> _Your assignment_
Your response should be a copy of each line in the listing below that includes the word "body".

[Start of Attachment]

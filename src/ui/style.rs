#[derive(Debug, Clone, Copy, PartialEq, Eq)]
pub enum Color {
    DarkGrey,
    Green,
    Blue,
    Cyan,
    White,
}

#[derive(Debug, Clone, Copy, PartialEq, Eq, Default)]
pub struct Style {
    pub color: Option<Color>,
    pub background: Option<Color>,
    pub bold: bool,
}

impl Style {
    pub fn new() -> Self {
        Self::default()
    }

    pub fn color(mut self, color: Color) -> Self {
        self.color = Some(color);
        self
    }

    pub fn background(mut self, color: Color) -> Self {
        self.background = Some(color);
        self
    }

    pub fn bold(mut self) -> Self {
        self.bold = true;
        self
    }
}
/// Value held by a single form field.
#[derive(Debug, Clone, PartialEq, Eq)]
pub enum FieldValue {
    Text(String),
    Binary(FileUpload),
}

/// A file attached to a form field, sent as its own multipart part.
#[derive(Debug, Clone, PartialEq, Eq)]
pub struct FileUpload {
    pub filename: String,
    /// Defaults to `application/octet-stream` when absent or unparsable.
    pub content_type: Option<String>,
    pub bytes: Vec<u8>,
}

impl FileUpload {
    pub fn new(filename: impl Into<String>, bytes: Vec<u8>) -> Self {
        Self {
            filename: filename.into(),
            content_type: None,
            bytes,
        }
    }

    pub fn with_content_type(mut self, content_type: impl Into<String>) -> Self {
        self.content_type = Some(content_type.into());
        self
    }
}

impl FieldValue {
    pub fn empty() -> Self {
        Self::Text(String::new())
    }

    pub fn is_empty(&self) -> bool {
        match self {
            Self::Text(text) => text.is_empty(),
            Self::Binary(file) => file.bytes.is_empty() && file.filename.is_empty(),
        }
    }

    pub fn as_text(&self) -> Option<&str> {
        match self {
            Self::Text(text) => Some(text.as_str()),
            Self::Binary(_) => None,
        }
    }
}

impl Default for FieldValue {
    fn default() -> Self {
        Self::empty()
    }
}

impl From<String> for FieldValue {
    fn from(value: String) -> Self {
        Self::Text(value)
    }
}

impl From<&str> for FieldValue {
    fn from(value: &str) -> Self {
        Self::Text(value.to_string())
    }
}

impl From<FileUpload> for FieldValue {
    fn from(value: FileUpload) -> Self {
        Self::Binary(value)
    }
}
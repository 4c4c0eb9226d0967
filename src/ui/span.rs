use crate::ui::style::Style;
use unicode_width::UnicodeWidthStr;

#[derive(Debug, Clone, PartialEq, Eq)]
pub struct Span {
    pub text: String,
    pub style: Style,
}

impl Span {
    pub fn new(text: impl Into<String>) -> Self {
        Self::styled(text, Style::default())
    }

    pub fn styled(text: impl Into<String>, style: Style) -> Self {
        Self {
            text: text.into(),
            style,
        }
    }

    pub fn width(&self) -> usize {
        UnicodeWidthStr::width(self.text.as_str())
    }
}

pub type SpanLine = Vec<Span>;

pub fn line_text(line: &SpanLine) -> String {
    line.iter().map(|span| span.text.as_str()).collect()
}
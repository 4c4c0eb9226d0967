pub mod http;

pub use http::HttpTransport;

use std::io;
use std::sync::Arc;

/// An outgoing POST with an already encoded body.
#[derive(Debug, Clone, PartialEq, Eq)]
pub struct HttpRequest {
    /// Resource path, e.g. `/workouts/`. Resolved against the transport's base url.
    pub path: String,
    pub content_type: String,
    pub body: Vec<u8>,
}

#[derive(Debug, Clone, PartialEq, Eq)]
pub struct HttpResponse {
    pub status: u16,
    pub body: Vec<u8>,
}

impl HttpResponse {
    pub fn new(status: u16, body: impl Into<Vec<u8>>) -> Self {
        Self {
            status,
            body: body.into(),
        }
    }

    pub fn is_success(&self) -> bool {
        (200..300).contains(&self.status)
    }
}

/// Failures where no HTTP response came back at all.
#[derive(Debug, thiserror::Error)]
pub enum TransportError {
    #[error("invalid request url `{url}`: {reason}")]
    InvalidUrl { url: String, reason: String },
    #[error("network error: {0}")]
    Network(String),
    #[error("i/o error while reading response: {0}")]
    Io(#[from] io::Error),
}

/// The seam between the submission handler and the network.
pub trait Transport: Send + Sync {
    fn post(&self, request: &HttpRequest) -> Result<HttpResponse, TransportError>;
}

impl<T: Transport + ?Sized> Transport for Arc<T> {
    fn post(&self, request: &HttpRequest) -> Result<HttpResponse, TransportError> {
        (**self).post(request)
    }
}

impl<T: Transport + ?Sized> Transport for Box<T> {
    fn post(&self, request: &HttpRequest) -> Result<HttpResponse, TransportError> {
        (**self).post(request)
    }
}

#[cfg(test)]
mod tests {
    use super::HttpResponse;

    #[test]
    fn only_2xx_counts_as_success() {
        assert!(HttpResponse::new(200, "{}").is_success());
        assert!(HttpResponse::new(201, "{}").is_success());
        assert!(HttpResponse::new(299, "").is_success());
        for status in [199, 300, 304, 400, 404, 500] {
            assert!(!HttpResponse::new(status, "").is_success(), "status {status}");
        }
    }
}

[End of Attachment]
[Start of Attachment]

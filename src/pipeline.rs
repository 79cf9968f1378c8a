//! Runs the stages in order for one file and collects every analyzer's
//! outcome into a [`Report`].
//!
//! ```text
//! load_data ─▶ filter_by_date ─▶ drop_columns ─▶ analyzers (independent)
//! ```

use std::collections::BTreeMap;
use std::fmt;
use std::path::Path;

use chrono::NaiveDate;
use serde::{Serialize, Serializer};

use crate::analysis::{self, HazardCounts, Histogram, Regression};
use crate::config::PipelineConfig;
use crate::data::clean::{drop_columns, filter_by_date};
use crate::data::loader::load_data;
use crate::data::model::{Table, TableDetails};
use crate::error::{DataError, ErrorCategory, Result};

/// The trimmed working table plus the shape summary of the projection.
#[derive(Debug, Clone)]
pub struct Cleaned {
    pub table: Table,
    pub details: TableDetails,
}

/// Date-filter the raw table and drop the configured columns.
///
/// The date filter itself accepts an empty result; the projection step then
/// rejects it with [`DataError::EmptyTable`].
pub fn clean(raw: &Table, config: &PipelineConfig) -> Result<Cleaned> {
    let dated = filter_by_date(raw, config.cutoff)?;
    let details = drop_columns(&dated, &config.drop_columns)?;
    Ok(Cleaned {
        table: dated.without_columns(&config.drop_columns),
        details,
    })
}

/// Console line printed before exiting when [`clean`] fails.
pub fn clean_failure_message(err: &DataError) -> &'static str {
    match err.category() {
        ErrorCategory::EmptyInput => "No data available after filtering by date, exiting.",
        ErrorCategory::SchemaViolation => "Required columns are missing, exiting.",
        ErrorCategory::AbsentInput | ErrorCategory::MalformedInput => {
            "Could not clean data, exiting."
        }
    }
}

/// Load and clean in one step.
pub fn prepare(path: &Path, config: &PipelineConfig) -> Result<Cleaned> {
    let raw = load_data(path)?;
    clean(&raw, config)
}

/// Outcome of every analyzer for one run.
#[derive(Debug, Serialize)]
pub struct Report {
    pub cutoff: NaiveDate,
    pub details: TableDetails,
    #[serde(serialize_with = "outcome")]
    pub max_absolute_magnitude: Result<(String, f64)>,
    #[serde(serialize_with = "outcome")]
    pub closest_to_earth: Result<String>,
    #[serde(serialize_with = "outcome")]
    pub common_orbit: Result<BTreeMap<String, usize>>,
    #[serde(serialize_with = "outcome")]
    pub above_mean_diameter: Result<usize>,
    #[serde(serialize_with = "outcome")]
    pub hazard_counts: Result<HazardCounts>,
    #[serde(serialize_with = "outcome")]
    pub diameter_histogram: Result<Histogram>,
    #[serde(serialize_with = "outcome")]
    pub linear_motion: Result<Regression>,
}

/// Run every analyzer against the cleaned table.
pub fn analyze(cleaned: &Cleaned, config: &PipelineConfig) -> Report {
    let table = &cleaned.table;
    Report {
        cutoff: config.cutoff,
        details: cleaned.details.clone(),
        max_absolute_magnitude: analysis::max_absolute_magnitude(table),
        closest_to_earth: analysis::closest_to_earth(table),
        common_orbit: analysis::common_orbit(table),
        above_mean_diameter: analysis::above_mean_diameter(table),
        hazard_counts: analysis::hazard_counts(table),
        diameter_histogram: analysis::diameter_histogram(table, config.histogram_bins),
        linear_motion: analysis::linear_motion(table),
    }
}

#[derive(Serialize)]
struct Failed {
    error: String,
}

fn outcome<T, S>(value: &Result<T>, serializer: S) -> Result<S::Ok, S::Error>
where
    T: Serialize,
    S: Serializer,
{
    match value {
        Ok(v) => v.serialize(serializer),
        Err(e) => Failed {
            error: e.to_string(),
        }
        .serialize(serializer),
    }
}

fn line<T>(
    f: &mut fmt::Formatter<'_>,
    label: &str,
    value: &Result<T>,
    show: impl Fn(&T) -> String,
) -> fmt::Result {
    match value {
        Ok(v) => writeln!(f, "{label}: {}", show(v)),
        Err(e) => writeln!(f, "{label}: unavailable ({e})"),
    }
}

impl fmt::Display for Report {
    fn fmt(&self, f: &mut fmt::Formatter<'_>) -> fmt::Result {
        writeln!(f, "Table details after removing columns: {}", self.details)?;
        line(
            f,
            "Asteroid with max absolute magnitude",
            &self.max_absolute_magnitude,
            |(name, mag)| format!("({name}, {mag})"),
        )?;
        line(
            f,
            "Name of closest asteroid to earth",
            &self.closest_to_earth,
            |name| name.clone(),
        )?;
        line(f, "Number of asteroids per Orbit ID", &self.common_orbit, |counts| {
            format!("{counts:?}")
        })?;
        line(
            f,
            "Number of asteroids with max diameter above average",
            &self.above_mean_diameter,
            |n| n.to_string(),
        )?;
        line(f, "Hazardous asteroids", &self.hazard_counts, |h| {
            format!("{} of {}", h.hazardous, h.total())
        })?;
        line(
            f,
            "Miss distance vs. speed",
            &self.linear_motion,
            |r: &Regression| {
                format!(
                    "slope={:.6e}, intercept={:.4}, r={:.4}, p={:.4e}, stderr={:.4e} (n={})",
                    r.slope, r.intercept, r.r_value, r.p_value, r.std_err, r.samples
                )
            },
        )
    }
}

[End of Attachment]

> _Task output_
/// An outgoing POST with an already encoded body.
    pub body: Vec<u8>,
    pub body: Vec<u8>,
    pub fn new(status: u16, body: impl Into<Vec<u8>>) -> Self {
            body: body.into(),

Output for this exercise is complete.